Brett-White-THUMB.jpegTPG will look at further acquisitions after its blockbuster deal to combine DTZ and Cushman & Wakefield, according to new chief executive Brett White (pictured).

Speaking to Estates Gazette after striking the deal, White said the new business would be branded as Cushman & Wakefield and would be armed with $1bn of new equity.

“We are eager to see the business continue to grow organically and through M&A,” said White. “I’ve been involved in a lot of transactions and this is the first merger of equals. They have very complementary footprints and highly complementary cultures.”

One firm was strong where the other was weak and vice versa, White said, pointing to Cushmans’ strength in New York and DTZ’s in China as examples. “These complementary footprints were another strong rationale for the transaction,” he added.

The new firm will turn over more than $5bn, and have 250 offices in 50 countries and will employ 43,000 employees. The DTZ name will survive in just two countries, China and the Netherlands, where there will be a shared brand.

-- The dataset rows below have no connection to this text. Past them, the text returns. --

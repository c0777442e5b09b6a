//! The sequential trial loop driving a sweep.
//!
//! One trial is a single parameter set evaluated over every consecutive image
//! triple of the corpus. Trials never overlap: the next parameter set is not
//! requested until the previous trial's persistence has completed. The only
//! concurrency lives inside [`ChannelPipeline`].

use std::time::{Duration, Instant};

use crate::corpus::Corpus;
use crate::flow::AlgorithmGenerator;
use crate::pipeline::ChannelPipeline;
use crate::score::FitnessScorer;
use crate::trace::{trace_event, trace_span, trace_warn};
use crate::util::RaincastResult;

pub mod sink;

pub use sink::{CsvSink, ResultSink, TrialRecord};

/// How a sweep ended; both variants are normal termination.
#[derive(Clone, Copy, Debug, PartialEq, Eq)]
pub enum SweepOutcome {
    /// The parameter generator produced every combination.
    Exhausted,
    /// The caller-imposed trial cap was reached first.
    CapReached,
}

/// Summary of a completed sweep.
#[derive(Clone, Copy, Debug)]
pub struct SweepReport {
    /// Why the sweep stopped.
    pub outcome: SweepOutcome,
    /// Parameter sets evaluated (equals generator calls that returned one).
    pub trials: u64,
    /// Result rows written.
    pub rows: u64,
    /// Wall time for the whole sweep.
    pub elapsed: Duration,
}

/// Orchestrates generator, pipeline, scorer and sink over a corpus.
pub struct TrialLoop {
    corpus: Corpus,
    generator: Box<dyn AlgorithmGenerator>,
    scorer: Box<dyn FitnessScorer>,
    sink: Box<dyn ResultSink>,
    pipeline: ChannelPipeline,
    trial_cap: Option<u64>,
}

impl TrialLoop {
    /// Assembles a sweep over `corpus`.
    pub fn new(
        corpus: Corpus,
        generator: Box<dyn AlgorithmGenerator>,
        scorer: Box<dyn FitnessScorer>,
        sink: Box<dyn ResultSink>,
    ) -> Self {
        Self {
            corpus,
            generator,
            scorer,
            sink,
            pipeline: ChannelPipeline::default(),
            trial_cap: None,
        }
    }

    /// Replaces the default channel pipeline.
    pub fn with_pipeline(mut self, pipeline: ChannelPipeline) -> Self {
        self.pipeline = pipeline;
        self
    }

    /// Stops the sweep after at most `cap` parameter sets.
    ///
    /// The cap limits calls into the generator; it is enforced here, never by
    /// the generator itself.
    pub fn with_trial_cap(mut self, cap: u64) -> Self {
        self.trial_cap = Some(cap);
        self
    }

    /// Runs the sweep to completion.
    ///
    /// The sink is finalized exactly once on every path — cap, exhaustion or
    /// fatal error — before the result is surfaced.
    pub fn run(mut self) -> RaincastResult<SweepReport> {
        let started = Instant::now();
        let mut trials = 0u64;
        let mut rows = 0u64;

        let outcome = self.drive(&mut trials, &mut rows);
        let finalized = self.sink.finalize();

        let outcome = outcome?;
        finalized?;

        Ok(SweepReport {
            outcome,
            trials,
            rows,
            elapsed: started.elapsed(),
        })
    }

    fn drive(&mut self, trials: &mut u64, rows: &mut u64) -> RaincastResult<SweepOutcome> {
        loop {
            if let Some(cap) = self.trial_cap {
                if *trials >= cap {
                    return Ok(SweepOutcome::CapReached);
                }
            }
            let Some(mut algorithm) = self.generator.next_algorithm() else {
                return Ok(SweepOutcome::Exhausted);
            };

            let trial = *trials;
            *trials += 1;
            let set_started = Instant::now();
            let _span = trace_span!("parameter_trial", trial = trial).entered();

            if trial == 0 {
                self.sink.write_header(&algorithm.columns())?;
            }

            for index in 0..self.corpus.triple_count() {
                let (first, second, test) = self.corpus.triple(index);

                let composite =
                    self.pipeline
                        .evaluate(&first.image, &second.image, algorithm.as_ref())?;
                let score = self.scorer.score(&composite, &test.image)?;
                algorithm.store_score(score);

                // Composite image persistence is best-effort; the row is not.
                if let Err(err) = self.sink.write_image(index, trial, &composite) {
                    let reason = err.to_string();
                    trace_warn!("image_write_skipped", triple = index, reason = reason.as_str());
                }

                let record = TrialRecord {
                    cells: algorithm.row(),
                    sources: [
                        first.path.clone(),
                        second.path.clone(),
                        test.path.clone(),
                    ],
                };
                self.sink.write_row(&record)?;
                *rows += 1;
            }

            trace_event!(
                "parameter_set_done",
                trial = trial,
                secs = set_started.elapsed().as_secs_f64()
            );
        }
    }
}
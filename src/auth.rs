//! Bearer-token gate for privileged routes.
//!
//! Tokens are HS256 JWTs issued by the external auth service and signed with
//! the shared `JWT_SECRET`. This module only verifies them.

use std::sync::Arc;

use axum::extract::{Request, State};
use axum::http::header;
use axum::middleware::Next;
use axum::response::Response;
use jsonwebtoken::errors::ErrorKind;
use jsonwebtoken::{decode, Algorithm, DecodingKey, Validation};
use serde::{Deserialize, Serialize};
use thiserror::Error;

use crate::api::response::ApiError;
use crate::AppState;

#[derive(Debug, Error)]
pub enum AuthError {
    #[error("Missing bearer token")]
    MissingToken,
    #[error("Malformed token: {0}")]
    Malformed(String),
    #[error("Unsupported token algorithm")]
    UnsupportedAlgorithm,
    #[error("Invalid token signature")]
    BadSignature,
    #[error("Token expired")]
    Expired,
    #[error("Token verification is not configured")]
    NotConfigured,
}

impl From<jsonwebtoken::errors::Error> for AuthError {
    fn from(e: jsonwebtoken::errors::Error) -> Self {
        match e.kind() {
            ErrorKind::ExpiredSignature => AuthError::Expired,
            ErrorKind::InvalidSignature => AuthError::BadSignature,
            ErrorKind::InvalidAlgorithm => AuthError::UnsupportedAlgorithm,
            _ => AuthError::Malformed(e.to_string()),
        }
    }
}

/// Claims carried by tokens from the auth service.
#[derive(Debug, Clone, Serialize, Deserialize)]
pub struct Claims {
    #[serde(default)]
    pub id: Option<u64>,
    #[serde(default)]
    pub email: Option<String>,
    /// Expiry, seconds since the Unix epoch.
    pub exp: i64,
}

/// Verifies HS256 tokens against a shared secret.
pub struct TokenVerifier {
    key: DecodingKey,
    validation: Validation,
}

impl TokenVerifier {
    pub fn new(secret: &str) -> Self {
        let mut validation = Validation::new(Algorithm::HS256);
        // Expiry is exact: a token is dead the second `exp` passes.
        validation.leeway = 0;

        Self {
            key: DecodingKey::from_secret(secret.as_bytes()),
            validation,
        }
    }

    pub fn verify(&self, token: &str) -> Result<Claims, AuthError> {
        let data = decode::<Claims>(token, &self.key, &self.validation)?;
        Ok(data.claims)
    }
}

fn bearer_token(request: &Request) -> Result<&str, AuthError> {
    request
        .headers()
        .get(header::AUTHORIZATION)
        .and_then(|v| v.to_str().ok())
        .and_then(|v| v.strip_prefix("Bearer "))
        .map(str::trim)
        .filter(|t| !t.is_empty())
        .ok_or(AuthError::MissingToken)
}

/// Middleware: reject the request unless it carries a valid bearer token.
/// Verified claims are placed in the request extensions.
pub async fn require_bearer(
    State(state): State<Arc<AppState>>,
    mut request: Request,
    next: Next,
) -> Result<Response, ApiError> {
    let claims = {
        let verifier = state.token_verifier.as_ref().ok_or(AuthError::NotConfigured);
        verifier.and_then(|v| bearer_token(&request).and_then(|token| v.verify(token)))
    };

    match claims {
        Ok(claims) => {
            request.extensions_mut().insert(claims);
            Ok(next.run(request).await)
        }
        Err(e) => {
            tracing::debug!(error = %e, "Rejected unauthenticated request");
            Err(ApiError::unauthorized(match e {
                AuthError::MissingToken => "Authentication required",
                _ => "Invalid or expired token",
            }))
        }
    }
}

“We are now truly a head-to-head competitor with CBRE and JLL,” said White, who will be chair and chief executive officer of the new business. “This combination is in response to what clients demand.”

White said the new business would look at further opportunities in capital markets, leasing and global occupier services and investment management, building out DTZ’s European operation globally.

Carlo Barel di Sant’Albano, international chief executive of Cushman & Wakefield, will stay on in a “senior position”. Tod Lickerman,  currently DTZ’s chief executive, will become president of the combined business.

John Santora, currently Cushmans’ chief executive for North America, will become chief integration officer and chief operating officer. John Forrester, DTZ’s head of EMEA, will also have a “strong” leadership role in EMEA and will work with Sant’Albano on integration.

Sant’Albano said talks between the businesses had been active for six months. “In Europe this is going to make us a stronger platform across all major markets. It accelerates where we wanted to be by a few years.”  He said the firm was well placed to capitalise on global capital flows between the west and the east.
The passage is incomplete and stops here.